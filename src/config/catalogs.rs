use std::collections::BTreeMap;

use serde::{Deserialize, Serialize};

use crate::error::{Error, Result};
use crate::types::GLOBAL_ENVIRONMENT;

fn default_branch() -> String {
    "master".to_string()
}

fn default_environment() -> String {
    GLOBAL_ENVIRONMENT.to_string()
}

/// Where a catalog's templates come from and which environment sees them.
#[derive(Debug, Clone, PartialEq, Eq, Serialize, Deserialize)]
pub struct CatalogConfig {
    pub url: String,
    #[serde(default = "default_branch")]
    pub branch: String,
    #[serde(default = "default_environment", alias = "environmentId")]
    pub environment_id: String,
}

impl CatalogConfig {
    pub fn new(url: impl Into<String>) -> Self {
        Self {
            url: url.into(),
            branch: default_branch(),
            environment_id: default_environment(),
        }
    }

    #[must_use]
    pub fn with_environment(mut self, environment_id: impl Into<String>) -> Self {
        self.environment_id = environment_id.into();
        self
    }

    #[must_use]
    pub fn with_branch(mut self, branch: impl Into<String>) -> Self {
        self.branch = branch.into();
        self
    }
}

pub fn validate_catalog(name: &str, config: &CatalogConfig) -> Result<()> {
    if name.trim().is_empty() {
        return Err(Error::Config("catalog name cannot be empty".into()));
    }
    if name.contains('/') {
        return Err(Error::Config(format!(
            "catalog name '{name}' cannot contain '/'"
        )));
    }
    if config.url.trim().is_empty() {
        return Err(Error::Config(format!("catalog '{name}' has no url")));
    }
    if config.branch.trim().is_empty() {
        return Err(Error::Config(format!("catalog '{name}' has an empty branch")));
    }
    if config.environment_id.trim().is_empty() {
        return Err(Error::Config(format!(
            "catalog '{name}' has an empty environment id"
        )));
    }
    Ok(())
}

pub fn validate_catalogs(catalogs: &BTreeMap<String, CatalogConfig>) -> Result<()> {
    catalogs
        .iter()
        .try_for_each(|(name, config)| validate_catalog(name, config))
}
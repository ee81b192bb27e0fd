use std::sync::Arc;

use axum::{
    Json,
    extract::{Path, Query, State},
    http::StatusCode,
    response::IntoResponse,
};

use crate::config::CatalogConfig;
use crate::server::AppState;
use crate::server::dto::{CatalogResponse, CreateCatalogRequest, EnvironmentParams, RefreshResponse};
use crate::server::response::{ApiError, ApiResponse};
use crate::types::CatalogKey;

pub async fn list_catalogs(State(state): State<Arc<AppState>>) -> impl IntoResponse {
    let catalogs = state.store.list_catalogs().map_err(ApiError::from)?;

    let data: Vec<_> = catalogs
        .into_iter()
        .map(|catalog| {
            let refresh_state = state.coordinator.state(&catalog.key());
            CatalogResponse::new(catalog, refresh_state)
        })
        .collect();

    Ok::<_, ApiError>(Json(ApiResponse::success(data)))
}

pub async fn create_catalog(
    State(state): State<Arc<AppState>>,
    Json(req): Json<CreateCatalogRequest>,
) -> impl IntoResponse {
    let mut config = CatalogConfig::new(req.url);
    if let Some(branch) = req.branch {
        config = config.with_branch(branch);
    }
    if let Some(environment_id) = req.environment_id {
        config = config.with_environment(environment_id);
    }

    let catalog = state.coordinator.register_catalog(&req.name, &config)?;
    let refresh_state = state.coordinator.state(&catalog.key());

    Ok::<_, ApiError>((
        StatusCode::CREATED,
        Json(ApiResponse::success(CatalogResponse::new(catalog, refresh_state))),
    ))
}

pub async fn refresh_catalog(
    State(state): State<Arc<AppState>>,
    Path(name): Path<String>,
) -> impl IntoResponse {
    let results = state.coordinator.refresh_now(&name).await?;

    let data: Vec<RefreshResponse> = results.into_iter().map(RefreshResponse::from).collect();
    let status = if data.iter().all(|r| r.status == "skipped") {
        StatusCode::CONFLICT
    } else {
        StatusCode::OK
    };

    Ok::<_, ApiError>((status, Json(ApiResponse::success(data))))
}

pub async fn delete_catalog(
    State(state): State<Arc<AppState>>,
    Path(name): Path<String>,
    Query(params): Query<EnvironmentParams>,
) -> impl IntoResponse {
    let key = CatalogKey::new(params.environment_id(), name);
    state.coordinator.remove_catalog(&key)?;

    Ok::<_, ApiError>(StatusCode::NO_CONTENT)
}

pub async fn list_templates(
    State(state): State<Arc<AppState>>,
    Path(name): Path<String>,
    Query(params): Query<EnvironmentParams>,
) -> impl IntoResponse {
    let templates = state.query.list_templates(params.environment_id(), &name)?;

    Ok::<_, ApiError>(Json(ApiResponse::success(templates)))
}
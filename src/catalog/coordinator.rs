use std::collections::{BTreeMap, HashMap};
use std::sync::{Arc, Mutex, MutexGuard};
use std::time::Duration;

use serde::Serialize;
use tokio::time::MissedTickBehavior;
use tracing::{error, info, warn};

use super::parser::{ParseFailure, parse_catalog};
use super::resolver::{PlanStats, resolve};
use super::source::SourceProvider;
use crate::config::{CatalogConfig, validate_catalog};
use crate::error::{Error, Result};
use crate::store::Store;
use crate::types::{Catalog, CatalogKey};

#[derive(Debug, Clone, Copy, PartialEq, Eq, Serialize)]
#[serde(rename_all = "lowercase")]
pub enum RefreshState {
    Idle,
    Refreshing,
    Failed,
}

#[derive(Debug, Clone)]
pub struct RefreshReport {
    pub catalog: CatalogKey,
    pub stats: PlanStats,
    pub failures: Vec<ParseFailure>,
}

#[derive(Debug)]
pub enum RefreshOutcome {
    Completed(RefreshReport),
    /// Another refresh of the same catalog was already running.
    Skipped,
}

#[derive(Debug)]
pub struct CatalogRefresh {
    pub catalog: CatalogKey,
    pub result: Result<RefreshOutcome>,
}

type StateMap = Mutex<HashMap<CatalogKey, RefreshState>>;

fn lock_states(states: &StateMap) -> MutexGuard<'_, HashMap<CatalogKey, RefreshState>> {
    states.lock().unwrap_or_else(|e| e.into_inner())
}

/// Marks a catalog as refreshing for as long as it lives. Dropping it without
/// [`RefreshGuard::finish`] (an error or a panic) leaves the catalog Failed.
struct RefreshGuard<'a> {
    states: &'a StateMap,
    key: CatalogKey,
    finished: bool,
}

impl<'a> RefreshGuard<'a> {
    fn try_begin(states: &'a StateMap, key: &CatalogKey) -> Option<Self> {
        let mut map = lock_states(states);
        let state = map.entry(key.clone()).or_insert(RefreshState::Idle);
        if *state == RefreshState::Refreshing {
            return None;
        }
        *state = RefreshState::Refreshing;
        Some(Self {
            states,
            key: key.clone(),
            finished: false,
        })
    }

    fn finish(mut self, state: RefreshState) {
        lock_states(self.states).insert(self.key.clone(), state);
        self.finished = true;
    }
}

impl Drop for RefreshGuard<'_> {
    fn drop(&mut self) {
        if !self.finished {
            lock_states(self.states).insert(self.key.clone(), RefreshState::Failed);
        }
    }
}

/// Drives fetch, parse, resolve and commit for every catalog, never running
/// two refreshes of one catalog at the same time.
pub struct RefreshCoordinator {
    store: Arc<dyn Store>,
    provider: Arc<dyn SourceProvider>,
    configured: BTreeMap<String, CatalogConfig>,
    states: StateMap,
}

impl RefreshCoordinator {
    pub fn new(
        store: Arc<dyn Store>,
        provider: Arc<dyn SourceProvider>,
        configured: BTreeMap<String, CatalogConfig>,
    ) -> Self {
        Self {
            store,
            provider,
            configured,
            states: Mutex::new(HashMap::new()),
        }
    }

    #[must_use]
    pub fn state(&self, key: &CatalogKey) -> RefreshState {
        lock_states(&self.states)
            .get(key)
            .copied()
            .unwrap_or(RefreshState::Idle)
    }

    pub fn create_config_catalogs(&self) -> Result<Vec<Catalog>> {
        self.configured
            .iter()
            .map(|(name, config)| self.register_catalog(name, config))
            .collect()
    }

    /// Creates or updates a catalog. It is picked up by the next tick.
    pub fn register_catalog(&self, name: &str, config: &CatalogConfig) -> Result<Catalog> {
        validate_catalog(name, config)?;
        let catalog = self.store.upsert_catalog(name, config)?;
        info!("Registered catalog {} ({})", catalog.key(), catalog.url);
        Ok(catalog)
    }

    fn run_pipeline(&self, catalog: &Catalog) -> Result<RefreshReport> {
        let snapshot = self.provider.fetch(catalog)?;
        let parsed = parse_catalog(&snapshot)?;
        let failures = parsed.failures.clone();
        for failure in &failures {
            warn!(
                "Catalog {}: skipping {}: {}",
                catalog.key(),
                failure.folder,
                failure.reason
            );
        }

        let persisted = self.store.load_persisted(catalog.id)?;
        let plan = resolve(parsed, &persisted);
        self.store.commit_refresh(catalog.id, &plan)?;

        Ok(RefreshReport {
            catalog: catalog.key(),
            stats: plan.stats(),
            failures,
        })
    }

    /// Refreshes one catalog on the calling thread.
    pub fn refresh_catalog(&self, catalog: &Catalog) -> Result<RefreshOutcome> {
        let key = catalog.key();
        let Some(guard) = RefreshGuard::try_begin(&self.states, &key) else {
            info!("Catalog {} is already refreshing, skipping", key);
            return Ok(RefreshOutcome::Skipped);
        };
        info!("Refreshing catalog {} from {}", key, catalog.url);

        match self.run_pipeline(catalog) {
            Ok(report) => {
                guard.finish(RefreshState::Idle);
                let s = &report.stats;
                info!(
                    "Refreshed catalog {}: {} templates, {} versions added, {} updated, {} removed, {} templates removed",
                    key,
                    s.templates,
                    s.versions_added,
                    s.versions_updated,
                    s.versions_removed,
                    s.templates_removed
                );
                Ok(RefreshOutcome::Completed(report))
            }
            Err(e) => {
                guard.finish(RefreshState::Failed);
                error!("Failed to refresh catalog {}: {}", key, e);
                Err(e)
            }
        }
    }

    /// One pass over every catalog, one after another.
    pub fn refresh_all(&self) -> Result<Vec<CatalogRefresh>> {
        let catalogs = self.store.list_catalogs()?;
        Ok(catalogs
            .iter()
            .map(|catalog| CatalogRefresh {
                catalog: catalog.key(),
                result: self.refresh_catalog(catalog),
            })
            .collect())
    }

    async fn refresh_in_background(self: &Arc<Self>, catalogs: Vec<Catalog>) -> Vec<CatalogRefresh> {
        let handles: Vec<_> = catalogs
            .into_iter()
            .map(|catalog| {
                let coordinator = Arc::clone(self);
                let key = catalog.key();
                let handle =
                    tokio::task::spawn_blocking(move || coordinator.refresh_catalog(&catalog));
                (key, handle)
            })
            .collect();

        let mut results = Vec::with_capacity(handles.len());
        for (key, handle) in handles {
            let result = handle
                .await
                .unwrap_or_else(|e| Err(Error::Internal(format!("refresh task failed: {e}"))));
            results.push(CatalogRefresh {
                catalog: key,
                result,
            });
        }
        results
    }

    /// Runs a store call on the blocking pool.
    async fn with_store<T, F>(&self, f: F) -> Result<T>
    where
        T: Send + 'static,
        F: FnOnce(&dyn Store) -> Result<T> + Send + 'static,
    {
        let store = Arc::clone(&self.store);
        tokio::task::spawn_blocking(move || f(store.as_ref()))
            .await
            .unwrap_or_else(|e| Err(Error::Internal(format!("store task failed: {e}"))))
    }

    /// Launches a refresh of every catalog in parallel and waits for all of them.
    pub async fn tick(self: &Arc<Self>) -> Result<Vec<CatalogRefresh>> {
        let catalogs = self.with_store(|store| store.list_catalogs()).await?;
        Ok(self.refresh_in_background(catalogs).await)
    }

    /// Administrative trigger: refreshes every catalog with this name.
    pub async fn refresh_now(self: &Arc<Self>, name: &str) -> Result<Vec<CatalogRefresh>> {
        let name = name.to_string();
        let catalogs = self
            .with_store(move |store| store.list_catalogs_by_name(&name))
            .await?;
        if catalogs.is_empty() {
            return Err(Error::NotFound);
        }
        Ok(self.refresh_in_background(catalogs).await)
    }

    /// Deletes a catalog with everything it owns. A catalog that is being
    /// refreshed cannot be removed.
    pub fn remove_catalog(&self, key: &CatalogKey) -> Result<()> {
        let catalog = self.store.get_catalog_by_key(key)?.ok_or(Error::NotFound)?;
        let Some(guard) = RefreshGuard::try_begin(&self.states, key) else {
            return Err(Error::Conflict(format!("catalog {key} is refreshing")));
        };

        self.store.delete_catalog(catalog.id)?;
        guard.finish(RefreshState::Idle);
        lock_states(&self.states).remove(key);
        info!("Removed catalog {}", key);
        Ok(())
    }

    /// Registers configured catalogs and runs the initial pass.
    ///
    /// With `validate_only` any failure, including a single unparseable
    /// version, is returned as an error.
    pub fn startup(&self, validate_only: bool) -> Result<Vec<CatalogRefresh>> {
        self.create_config_catalogs()
            .map_err(|e| Error::Config(format!("failed to create catalogs from config: {e}")))?;

        let results = self.refresh_all()?;
        if !validate_only {
            return Ok(results);
        }

        let mut problems = Vec::new();
        for refresh in &results {
            match &refresh.result {
                Ok(RefreshOutcome::Completed(report)) => {
                    problems.extend(report.failures.iter().map(|f| {
                        format!("{}: {}: {}", refresh.catalog, f.folder, f.reason)
                    }));
                }
                Ok(RefreshOutcome::Skipped) => {}
                Err(e) => problems.push(format!("{}: {e}", refresh.catalog)),
            }
        }

        if problems.is_empty() {
            Ok(results)
        } else {
            Err(Error::Validation(problems.join("; ")))
        }
    }

    /// Launches a tick every `interval` until the task is dropped. The first
    /// tick fires one interval from now since [`startup`](Self::startup)
    /// already covered the initial pass.
    pub async fn run(self: Arc<Self>, interval: Duration) {
        let mut timer = tokio::time::interval_at(tokio::time::Instant::now() + interval, interval);
        timer.set_missed_tick_behavior(MissedTickBehavior::Skip);

        loop {
            timer.tick().await;
            let coordinator = Arc::clone(&self);
            tokio::spawn(async move {
                if let Err(e) = coordinator.tick().await {
                    error!("Failed to list catalogs for refresh: {}", e);
                }
            });
        }
    }
}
· · · · · · ·
**DIRECTIONS FOR THIS TASK:** The string "Deserialize" marks the lines to copy; report each of them from the data above.

**YOUR RESPONSE:**
use serde::{Deserialize, Serialize};
#[derive(Debug, Clone, PartialEq, Eq, Serialize, Deserialize)]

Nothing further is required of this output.